Problem description: Go through the listing below and work out how many lines hold "await"; reply with the figure alone.

Excerpted records:

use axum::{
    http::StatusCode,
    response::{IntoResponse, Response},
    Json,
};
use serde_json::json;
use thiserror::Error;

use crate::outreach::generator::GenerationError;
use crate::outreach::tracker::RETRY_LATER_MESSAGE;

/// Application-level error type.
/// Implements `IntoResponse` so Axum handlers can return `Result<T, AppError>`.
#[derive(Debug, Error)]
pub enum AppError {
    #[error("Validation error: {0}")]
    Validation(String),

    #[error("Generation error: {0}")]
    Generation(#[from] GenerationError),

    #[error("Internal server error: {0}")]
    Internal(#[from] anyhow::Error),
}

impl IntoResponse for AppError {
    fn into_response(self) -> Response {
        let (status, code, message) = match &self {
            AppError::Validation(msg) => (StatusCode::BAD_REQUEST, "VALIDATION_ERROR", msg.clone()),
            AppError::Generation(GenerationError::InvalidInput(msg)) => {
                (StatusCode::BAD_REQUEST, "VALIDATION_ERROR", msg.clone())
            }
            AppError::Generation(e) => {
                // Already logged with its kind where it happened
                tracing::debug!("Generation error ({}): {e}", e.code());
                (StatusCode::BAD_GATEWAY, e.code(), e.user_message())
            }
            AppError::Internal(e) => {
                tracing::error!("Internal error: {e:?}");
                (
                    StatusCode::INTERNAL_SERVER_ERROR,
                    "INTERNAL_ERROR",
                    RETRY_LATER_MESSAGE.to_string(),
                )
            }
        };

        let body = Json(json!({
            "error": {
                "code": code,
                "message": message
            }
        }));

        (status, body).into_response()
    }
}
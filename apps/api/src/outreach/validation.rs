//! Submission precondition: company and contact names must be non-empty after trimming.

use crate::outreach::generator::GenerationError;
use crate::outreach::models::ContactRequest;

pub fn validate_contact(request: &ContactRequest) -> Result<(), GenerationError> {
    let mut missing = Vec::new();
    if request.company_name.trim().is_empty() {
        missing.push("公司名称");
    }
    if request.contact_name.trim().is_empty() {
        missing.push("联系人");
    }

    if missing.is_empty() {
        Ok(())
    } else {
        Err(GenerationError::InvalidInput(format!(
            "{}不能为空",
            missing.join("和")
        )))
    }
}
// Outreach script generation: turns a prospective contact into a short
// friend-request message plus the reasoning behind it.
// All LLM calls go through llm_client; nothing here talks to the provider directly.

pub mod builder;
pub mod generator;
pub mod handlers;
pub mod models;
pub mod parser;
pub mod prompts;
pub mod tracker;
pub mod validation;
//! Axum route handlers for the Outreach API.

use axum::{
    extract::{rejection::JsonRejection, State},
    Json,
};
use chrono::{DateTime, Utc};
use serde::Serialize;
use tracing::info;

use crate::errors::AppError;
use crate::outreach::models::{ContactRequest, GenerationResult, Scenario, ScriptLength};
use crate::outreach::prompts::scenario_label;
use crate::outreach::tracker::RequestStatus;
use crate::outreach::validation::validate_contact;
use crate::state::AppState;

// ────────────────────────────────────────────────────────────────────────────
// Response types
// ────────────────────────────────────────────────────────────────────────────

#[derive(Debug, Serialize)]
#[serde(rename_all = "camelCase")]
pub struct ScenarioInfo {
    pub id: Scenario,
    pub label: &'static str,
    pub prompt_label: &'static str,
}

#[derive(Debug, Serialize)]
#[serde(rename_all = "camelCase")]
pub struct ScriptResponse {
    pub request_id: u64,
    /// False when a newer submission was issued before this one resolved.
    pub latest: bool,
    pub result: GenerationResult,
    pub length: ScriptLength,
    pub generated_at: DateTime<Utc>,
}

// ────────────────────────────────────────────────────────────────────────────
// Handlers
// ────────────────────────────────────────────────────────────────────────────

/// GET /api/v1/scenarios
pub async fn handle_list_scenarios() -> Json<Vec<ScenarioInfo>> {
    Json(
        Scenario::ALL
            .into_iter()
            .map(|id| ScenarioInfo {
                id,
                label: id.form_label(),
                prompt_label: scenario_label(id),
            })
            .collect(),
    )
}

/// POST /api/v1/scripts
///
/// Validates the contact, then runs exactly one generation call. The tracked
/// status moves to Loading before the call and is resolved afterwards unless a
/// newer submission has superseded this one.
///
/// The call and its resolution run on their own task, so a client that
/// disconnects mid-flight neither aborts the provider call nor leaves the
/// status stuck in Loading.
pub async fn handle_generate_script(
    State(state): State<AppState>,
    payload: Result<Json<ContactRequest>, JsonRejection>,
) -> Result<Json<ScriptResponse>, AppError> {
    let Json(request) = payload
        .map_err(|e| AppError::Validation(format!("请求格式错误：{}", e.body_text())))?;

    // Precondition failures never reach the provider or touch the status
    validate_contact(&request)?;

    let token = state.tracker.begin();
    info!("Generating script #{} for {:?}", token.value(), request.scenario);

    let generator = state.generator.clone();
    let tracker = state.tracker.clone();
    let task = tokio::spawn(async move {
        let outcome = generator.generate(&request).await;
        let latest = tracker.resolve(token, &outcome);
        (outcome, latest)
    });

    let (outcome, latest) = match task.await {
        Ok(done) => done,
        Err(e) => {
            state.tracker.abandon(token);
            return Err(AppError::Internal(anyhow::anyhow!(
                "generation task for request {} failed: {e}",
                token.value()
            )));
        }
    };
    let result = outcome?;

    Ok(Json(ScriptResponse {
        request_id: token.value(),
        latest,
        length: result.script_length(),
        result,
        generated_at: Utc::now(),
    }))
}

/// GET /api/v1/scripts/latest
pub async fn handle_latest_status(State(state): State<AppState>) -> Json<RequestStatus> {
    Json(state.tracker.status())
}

Written reply: 2